So for now, we’re targeting medium-sized humanoids as a practical starting point.

Zhaoyang: It sounds like you’re building a kind of Lego system for humanoid robots. But you can’t meet everyone’s needs, right? I’ve seen your videos online—your approach seems to involve imitation learning for manipulation and AI-driven locomotion. I’ve talked to other robotics experts, and there seem to be two mainstream approaches. One is end-to-end, like what Elon Musk advocates as the future. The other is a compositional approach that combines different technologies to create a more feasible solution. What’s your perspective?

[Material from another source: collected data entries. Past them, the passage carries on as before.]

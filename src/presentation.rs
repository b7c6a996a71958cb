// src/presentation.rs
use crate::config::Config;
use crate::error::Result;
use crate::grouping::{ExtensionGroup, ExtensionIndex};
use crate::options::OutputFormat;
use serde::Serialize;
use std::io::{BufWriter, Write};

pub const NO_FILES_MESSAGE: &str = "No files found in the directory.";

#[derive(Debug, Serialize)]
struct GroupRecord<'a> {
    extension: &'a str,
    label: &'a str,
    files: &'a [&'a str],
    count: usize,
}

impl<'a> From<&'a ExtensionGroup<'a>> for GroupRecord<'a> {
    fn from(group: &'a ExtensionGroup<'a>) -> Self {
        Self {
            extension: group.extension,
            label: group.label(),
            files: &group.files,
            count: group.files.len(),
        }
    }
}

/// Writes the report for `index` to `out`.
///
/// Everything is rendered into one buffer and flushed once, so nothing
/// reaches `out` unsorted.
///
/// # Errors
/// Returns an error if writing or serialising fails.
pub fn report<W: Write>(index: &ExtensionIndex, config: &Config, out: W) -> Result<()> {
    let mut out = BufWriter::new(out);
    let groups = index.sorted_groups();

    match config.format {
        OutputFormat::Text => write_text(&groups, config.verbose, &mut out)?,
        OutputFormat::Json => write_json(&groups, &mut out)?,
    }

    out.flush()?;
    Ok(())
}

fn write_text<W: Write>(groups: &[ExtensionGroup<'_>], verbose: bool, out: &mut W) -> Result<()> {
    if groups.is_empty() {
        writeln!(out, "{NO_FILES_MESSAGE}")?;
        return Ok(());
    }

    for group in groups {
        writeln!(out, "{}:", group.label())?;
        for name in &group.files {
            writeln!(out, "- {name}")?;
        }
        if verbose {
            writeln!(out, "Total files: {}", group.files.len())?;
        }
        writeln!(out)?;
    }
    Ok(())
}

fn write_json<W: Write>(groups: &[ExtensionGroup<'_>], out: &mut W) -> Result<()> {
    let records: Vec<GroupRecord<'_>> = groups.iter().map(GroupRecord::from).collect();
    serde_json::to_writer_pretty(&mut *out, &records)?;
    writeln!(out)?;
    Ok(())
}

/// The two startup lines printed in verbose mode.
pub fn write_scan_header<W: Write>(config: &Config, mut out: W) -> Result<()> {
    writeln!(out, "Scanning directory: {}", config.directory.display())?;
    writeln!(out, "Include hidden files: {}", config.include_hidden)?;
    out.flush()?;
    Ok(())
}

Pawel: A year ago, when I started exploring robotics literature and attending conferences, it felt like revisiting the NLP world of 2016. Back then, I was doing my PhD in conversational AI and training models on a single GPU with datasets of about 10,000 dialogues. Fast forward to today—companies like OpenAI and Anthropic process that many dialogues daily for minor fine-tuning tasks.

When I looked at robotics, I saw a similar situation. Researchers are still training models on a single GPU for their PhDs, primarily because you can’t run large language models in the cloud for robotics. Physical robots need to operate at 50 Hz, meaning they need to process and act on data every 20 milliseconds. This makes robotics inherently harder—you not only need smart AI but also hardware-optimized, ultra-reliable systems. That’s why so few people venture into this space.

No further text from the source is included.